//! Reverse-order teardown of a deployment.
//!
//! Stages run in dependency order (agents first, IAM last). A failing stage
//! is recorded and the next stage still runs. Every delete treats "not
//! found" as done, so a second cleanup deletes nothing.

use std::fmt;
use std::io::{self, BufRead, Write};
use std::sync::Arc;
use std::time::{Duration, Instant};

use tracing::{error, info};

use crate::adapters::{Adapters, Deletion};
use crate::context::DeploymentContext;
use crate::error::ProvisionError;
use crate::provider::ControlPlane;

#[derive(Debug, Clone, Copy, PartialEq, Eq, Hash)]
pub enum CleanupStage {
    Agents,
    KnowledgeBases,
    SearchCollection,
    Functions,
    Bucket,
    Iam,
}

impl CleanupStage {
    pub const ALL: [CleanupStage; 6] = [
        CleanupStage::Agents,
        CleanupStage::KnowledgeBases,
        CleanupStage::SearchCollection,
        CleanupStage::Functions,
        CleanupStage::Bucket,
        CleanupStage::Iam,
    ];

    pub fn as_str(&self) -> &'static str {
        match self {
            CleanupStage::Agents => "agents",
            CleanupStage::KnowledgeBases => "knowledge bases",
            CleanupStage::SearchCollection => "search collection",
            CleanupStage::Functions => "functions",
            CleanupStage::Bucket => "bucket",
            CleanupStage::Iam => "iam",
        }
    }
}

impl fmt::Display for CleanupStage {
    fn fmt(&self, f: &mut fmt::Formatter<'_>) -> fmt::Result {
        f.write_str(self.as_str())
    }
}

/// What one stage removed.
#[derive(Debug, Clone, Default, PartialEq, Eq)]
pub struct StageSummary {
    pub deleted: Vec<String>,
}

impl StageSummary {
    fn record(&mut self, outcome: Deletion, what: impl Into<String>) {
        if outcome.is_deleted() {
            self.deleted.push(what.into());
        }
    }
}

/// Outcome of every stage of a cleanup run.
#[derive(Debug)]
pub struct CleanupReport {
    pub stages: Vec<(CleanupStage, Result<StageSummary, ProvisionError>)>,
    pub elapsed: Duration,
}

impl CleanupReport {
    pub fn total_deleted(&self) -> usize {
        self.stages
            .iter()
            .filter_map(|(_, r)| r.as_ref().ok())
            .map(|s| s.deleted.len())
            .sum()
    }

    pub fn failures(&self) -> Vec<(CleanupStage, &ProvisionError)> {
        self.stages
            .iter()
            .filter_map(|(stage, r)| r.as_ref().err().map(|e| (*stage, e)))
            .collect()
    }

    pub fn is_success(&self) -> bool {
        self.stages.iter().all(|(_, r)| r.is_ok())
    }

    /// One line per failed stage, or `None` when every stage succeeded.
    pub fn error_summary(&self) -> Option<String> {
        let failures = self.failures();
        if failures.is_empty() {
            return None;
        }
        Some(
            failures
                .iter()
                .map(|(stage, e)| format!("{}: {}", stage, e))
                .collect::<Vec<_>>()
                .join("\n"),
        )
    }
}

/// Ask for confirmation on `writer` and read the answer from `reader`.
/// Only `yes` (any case, surrounding whitespace ignored) proceeds.
pub fn confirm<R: BufRead, W: Write>(mut reader: R, writer: &mut W) -> io::Result<bool> {
    writeln!(writer, "WARNING: this deletes every resource of the deployment:")?;
    for line in [
        "  - supervisor and collaborator agents",
        "  - knowledge bases and data sources",
        "  - vector search collection and its policies",
        "  - collaborator functions",
        "  - the document bucket and all its contents",
        "  - IAM roles and policies",
    ] {
        writeln!(writer, "{}", line)?;
    }
    write!(writer, "Are you sure you want to proceed? (yes/no): ")?;
    writer.flush()?;

    let mut answer = String::new();
    reader.read_line(&mut answer)?;
    Ok(answer.trim().eq_ignore_ascii_case("yes"))
}

pub struct CleanupCoordinator {
    ctx: Arc<DeploymentContext>,
    adapters: Adapters,
}

impl CleanupCoordinator {
    pub fn new(ctx: Arc<DeploymentContext>, plane: &ControlPlane) -> Self {
        let adapters = Adapters::new(ctx.clone(), plane);
        Self { ctx, adapters }
    }

    /// Run every stage in order and collect their results.
    pub async fn run(&self) -> CleanupReport {
        let started = Instant::now();
        info!(base = %self.ctx.names.base_name, "Starting cleanup");

        let mut stages = Vec::with_capacity(CleanupStage::ALL.len());
        for stage in CleanupStage::ALL {
            info!(stage = %stage, "Cleaning up");
            let result = self.run_stage(stage).await;
            match &result {
                Ok(summary) => {
                    info!(stage = %stage, deleted = summary.deleted.len(), "Stage complete")
                }
                Err(e) => error!(stage = %stage, "Stage failed: {}", e),
            }
            stages.push((stage, result));
        }

        let report = CleanupReport {
            stages,
            elapsed: started.elapsed(),
        };
        info!(
            deleted = report.total_deleted(),
            failed = report.failures().len(),
            elapsed_secs = report.elapsed.as_secs_f64(),
            "Cleanup finished"
        );
        report
    }

    async fn run_stage(&self, stage: CleanupStage) -> Result<StageSummary, ProvisionError> {
        match stage {
            CleanupStage::Agents => self.agents().await,
            CleanupStage::KnowledgeBases => self.knowledge_bases().await,
            CleanupStage::SearchCollection => self.search_collection().await,
            CleanupStage::Functions => self.functions().await,
            CleanupStage::Bucket => self.bucket().await,
            CleanupStage::Iam => self.iam().await,
        }
    }

    /// Every agent named after the base name, supervisor first.
    async fn agents(&self) -> Result<StageSummary, ProvisionError> {
        let names = &self.ctx.names;
        let mut agents = self.adapters.agents.list_by_prefix(&names.base_name).await?;
        agents.sort_by_key(|a| a.name != names.supervisor_agent);

        let mut summary = StageSummary::default();
        for agent in agents {
            let outcome = self.adapters.agents.delete(&agent.id).await?;
            summary.record(outcome, agent.name);
        }
        Ok(summary)
    }

    async fn knowledge_bases(&self) -> Result<StageSummary, ProvisionError> {
        let kbs = &self.adapters.knowledge_bases;
        let mut summary = StageSummary::default();
        for kb in kbs.list_by_prefix(&self.ctx.names.kb_base_name).await? {
            let outcome = kbs.delete(&kb.id).await?;
            summary.record(outcome, kb.name);
        }
        Ok(summary)
    }

    /// The collection, then every security policy that covers it.
    async fn search_collection(&self) -> Result<StageSummary, ProvisionError> {
        let collection = &self.ctx.names.collection;
        let search = &self.adapters.search;
        let mut summary = StageSummary::default();

        let outcome = search.delete_collection(collection).await?;
        summary.record(outcome, collection.clone());
        summary.deleted.extend(search.delete_policies(collection).await?);
        Ok(summary)
    }

    async fn functions(&self) -> Result<StageSummary, ProvisionError> {
        let functions = &self.adapters.functions;
        let prefix = format!("{}-", self.ctx.names.base_name);
        let mut summary = StageSummary::default();
        for function in functions.list_by_prefix(&prefix).await? {
            let outcome = functions.delete(&function.name).await?;
            summary.record(outcome, function.name);
        }
        Ok(summary)
    }

    async fn bucket(&self) -> Result<StageSummary, ProvisionError> {
        let bucket = &self.ctx.names.bucket;
        let mut summary = StageSummary::default();
        let outcome = self.adapters.storage.force_delete(bucket).await?;
        summary.record(outcome, bucket.clone());
        Ok(summary)
    }

    /// Roles first so no policy is still attached when it is deleted.
    async fn iam(&self) -> Result<StageSummary, ProvisionError> {
        let names = &self.ctx.names;
        let iam = &self.adapters.iam;
        let mut summary = StageSummary::default();
        for role in names.roles() {
            let outcome = iam.delete_role(role).await?;
            summary.record(outcome, role);
        }
        for policy in names.policies() {
            let outcome = iam.delete_policy(policy).await?;
            summary.record(outcome, policy);
        }
        Ok(summary)
    }
}

#[cfg(test)]
mod tests {
    use super::*;
    use crate::adapters::testing;
    use crate::error::ApiError;
    use crate::orchestrator::{DeploymentPlan, Orchestrator};
    use crate::package::PackageSource;
    use crate::provider::{KnowledgeBaseApi, MemoryControlPlane, SearchApi};

    async fn deployed() -> (Arc<MemoryControlPlane>, CleanupCoordinator) {
        let (sim, plane) = testing::plane();
        let ctx = testing::context();
        let dir = tempfile::tempdir().unwrap();
        std::fs::write(dir.path().join("doc.txt"), "content").unwrap();

        Orchestrator::new(ctx.clone(), &plane)
            .deploy(
                &DeploymentPlan::new(PackageSource::Inline(b"runtime".to_vec()))
                    .with_upload(dir.path()),
            )
            .await
            .unwrap();
        (sim, CleanupCoordinator::new(ctx, &plane))
    }

    #[tokio::test]
    async fn cleanup_removes_everything_and_second_run_is_a_no_op() {
        let (sim, cleanup) = deployed().await;

        let first = cleanup.run().await;
        assert!(first.is_success(), "{:?}", first.error_summary());
        assert!(first.total_deleted() > 0);
        assert!(sim.live_agents().is_empty());
        assert!(sim.live_knowledge_bases().is_empty());
        assert!(sim.live_collections().is_empty());
        assert!(sim.live_search_policies().is_empty());
        assert!(sim.live_functions().is_empty());
        assert!(sim.live_buckets().is_empty());
        assert!(sim.live_roles().is_empty());
        assert!(sim.live_policies().is_empty());

        let second = cleanup.run().await;
        assert!(second.is_success());
        assert_eq!(second.total_deleted(), 0);
    }

    #[tokio::test]
    async fn failing_stage_does_not_stop_later_stages() {
        let (sim, cleanup) = deployed().await;
        sim.fail_on(
            "delete_knowledge_base",
            ApiError::service("delete_knowledge_base", "internal error"),
        );

        let report = cleanup.run().await;
        let failures = report.failures();
        assert_eq!(failures.len(), 1);
        assert_eq!(failures[0].0, CleanupStage::KnowledgeBases);
        assert!(report.error_summary().unwrap().starts_with("knowledge bases:"));
        assert!(sim.live_functions().is_empty());
        assert!(sim.live_buckets().is_empty());
        assert_eq!(sim.live_knowledge_bases().len(), 1);
    }

    #[tokio::test]
    async fn deletions_in_flight_are_awaited_not_repeated() {
        let (sim, cleanup) = deployed().await;
        let names = &cleanup.ctx.names;
        let kb = sim.list_knowledge_bases().await.unwrap().remove(0);
        sim.delete_knowledge_base(&kb.id).await.unwrap();
        let collection = sim.get_collection(&names.collection).await.unwrap();
        sim.delete_collection(&collection.id).await.unwrap();
        sim.reset_calls();

        let report = cleanup.run().await;
        assert!(report.is_success(), "{:?}", report.error_summary());
        assert_eq!(sim.calls("delete_knowledge_base"), 0);
        assert_eq!(sim.calls("delete_collection"), 0);
        let deleted: Vec<&String> = report
            .stages
            .iter()
            .flat_map(|(_, r)| r.as_ref().unwrap().deleted.iter())
            .collect();
        assert!(!deleted.contains(&&kb.name));
        assert!(!deleted.contains(&&names.collection));
        assert!(sim.live_knowledge_bases().is_empty());
        assert!(sim.live_collections().is_empty());
        assert!(sim.live_search_policies().is_empty());
    }

    #[tokio::test]
    async fn supervisor_is_deleted_first() {
        let (sim, cleanup) = deployed().await;
        let report = cleanup.run().await;
        let (stage, agents) = &report.stages[0];
        assert_eq!(*stage, CleanupStage::Agents);
        let agents = agents.as_ref().unwrap();
        assert_eq!(agents.deleted[0], cleanup.ctx.names.supervisor_agent);
        assert_eq!(agents.deleted.len(), 4);
        assert!(sim.live_agents().is_empty());
    }

    #[test]
    fn only_yes_confirms() {
        for (input, expected) in [
            ("yes\n", true),
            ("YES\n", true),
            ("  yes  \n", true),
            ("y\n", false),
            ("no\n", false),
            ("", false),
        ] {
            let mut out = Vec::new();
            assert_eq!(confirm(input.as_bytes(), &mut out).unwrap(), expected, "{:?}", input);
            assert!(String::from_utf8(out).unwrap().contains("(yes/no)"));
        }
    }
}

+ + + + + + +

### PROBLEM TO WORK ON
A single number is required: the count of lines in the entries that include the word "crate".

### SOLUTION TO THIS PROBLEM
9